Aim of the task
Lines from the one containing "len_of_len(self.0.len()) + self.0.len()" through the last line of the data below are to be returned exactly; leave out the rest.

•••

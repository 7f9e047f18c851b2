use core::cmp::min;

use ufotofu::{BulkConsumer, BulkProducer};

use crate::dynamic::{Shape, Shaped};
use crate::varint::{decode_len, encode_len, len_of_len};
use crate::{Decodable, DecodeError, Encodable, EncodableKnownSize, EncodeError};

/// How many payload bytes are requested from the producer at a time. Reading in chunks means a corrupt length prefix fails with an unexpected end of input instead of a huge allocation.
const CHUNK_SIZE: usize = 4096;

/// Writes a length prefix followed by the raw bytes.
pub(crate) async fn encode_bytes<C>(bytes: &[u8], consumer: &mut C) -> Result<(), EncodeError<C::Error>>
where
    C: BulkConsumer<Item = u8>,
{
    encode_len(bytes.len(), consumer).await?;
    consumer
        .bulk_consume_full_slice(bytes)
        .await
        .map_err(|err| err.into_reason())?;
    Ok(())
}

/// Reads a length prefix and then exactly that many raw bytes.
pub(crate) async fn decode_bytes<P>(producer: &mut P) -> Result<Vec<u8>, DecodeError<P::Final, P::Error>>
where
    P: BulkProducer<Item = u8>,
{
    let len = decode_len(producer).await?;
    let mut bytes = Vec::with_capacity(min(len, CHUNK_SIZE));

    while bytes.len() < len {
        let start = bytes.len();
        let end = min(len, start + CHUNK_SIZE);
        bytes.resize(end, 0);
        producer
            .bulk_overwrite_full_slice(&mut bytes[start..end])
            .await?;
    }

    Ok(bytes)
}

impl Encodable for str {
    async fn encode<C>(&self, consumer: &mut C) -> Result<(), EncodeError<C::Error>>
    where
        C: BulkConsumer<Item = u8>,
    {
        encode_bytes(self.as_bytes(), consumer).await
    }
}

impl EncodableKnownSize for str {
    fn len_of_encoding(&self) -> usize {
        len_of_len(self.len()) + self.len()
    }
}

impl Shaped for str {
    fn shape() -> Shape {
        Shape::Text
    }
}

impl Encodable for String {
    async fn encode<C>(&self, consumer: &mut C) -> Result<(), EncodeError<C::Error>>
    where
        C: BulkConsumer<Item = u8>,
    {
        self.as_str().encode(consumer).await
    }
}

impl EncodableKnownSize for String {
    fn len_of_encoding(&self) -> usize {
        self.as_str().len_of_encoding()
    }
}

/// Errors with [`DecodeError::InvalidUtf8`] if the payload is not valid UTF-8. Use [`RawText`] to skip validation.
impl Decodable for String {
    async fn decode<P>(producer: &mut P) -> Result<Self, DecodeError<P::Final, P::Error>>
    where
        P: BulkProducer<Item = u8>,
    {
        let bytes = decode_bytes(producer).await?;
        String::from_utf8(bytes).map_err(|err| DecodeError::InvalidUtf8(err.utf8_error()))
    }
}

impl Shaped for String {
    fn shape() -> Shape {
        Shape::Text
    }
}

/// Text as raw bytes, without any guarantee of being valid UTF-8.
///
/// Shares the wire format of [`String`] (a length prefix followed by the bytes), but decoding performs no validation, so any payload round-trips unchanged. Note that a `Vec<u8>` is a *sequence* of unsigned integers and is encoded differently.
///
/// ```
/// use lightweight::*;
///
/// let text = String::from("twoja stara XDDD");
/// let enc = encode(&text).unwrap();
/// assert_eq!(enc, encode(&RawText::from(text.clone())).unwrap());
///
/// let raw: RawText = decode_from_slice(&[4, 0xff, 0xfe]).unwrap();
/// assert_eq!(raw.as_bytes(), &[0xff, 0xfe]);
/// assert!(raw.to_str().is_err());
/// ```
#[derive(Debug, Clone, Default, PartialEq, Eq, PartialOrd, Ord, Hash)]
#[cfg_attr(feature = "dev", derive(arbitrary::Arbitrary))]
pub struct RawText(pub Vec<u8>);

impl RawText {
    /// Returns the raw bytes.
    pub fn as_bytes(&self) -> &[u8] {
        &self.0[..]
    }

    /// Interprets the bytes as UTF-8.
    pub fn to_str(&self) -> Result<&str, core::str::Utf8Error> {
        core::str::from_utf8(&self.0)
    }
}

impl From<String> for RawText {
    fn from(value: String) -> Self {
        RawText(value.into_bytes())
    }
}

impl From<&str> for RawText {
    fn from(value: &str) -> Self {
        RawText(value.as_bytes().to_vec())
    }
}

impl From<RawText> for Vec<u8> {
    fn from(value: RawText) -> Self {
        value.0
    }
}

impl Encodable for RawText {
    async fn encode<C>(&self, consumer: &mut C) -> Result<(), EncodeError<C::Error>>
    where
        C: BulkConsumer<Item = u8>,
    {
        encode_bytes(&self.0, consumer).await
    }
}

impl EncodableKnownSize for RawText {
    fn len_of_encoding(&self) -> usize {
        len_of_len(self.0.len()) + self.0.len()
    }
}

impl Decodable for RawText {
    async fn decode<P>(producer: &mut P) -> Result<Self, DecodeError<P::Final, P::Error>>
    where
        P: BulkProducer<Item = u8>,
    {
        Ok(RawText(decode_bytes(producer).await?))
    }
}

impl Shaped for RawText {
    fn shape() -> Shape {
        Shape::Text
    }
}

•••

Task response
        len_of_len(self.0.len()) + self.0.len()
    }
}

impl Decodable for RawText {
    async fn decode<P>(producer: &mut P) -> Result<Self, DecodeError<P::Final, P::Error>>
    where
        P: BulkProducer<Item = u8>,
    {
        Ok(RawText(decode_bytes(producer).await?))
    }
}

impl Shaped for RawText {
    fn shape() -> Shape {
        Shape::Text
    }
}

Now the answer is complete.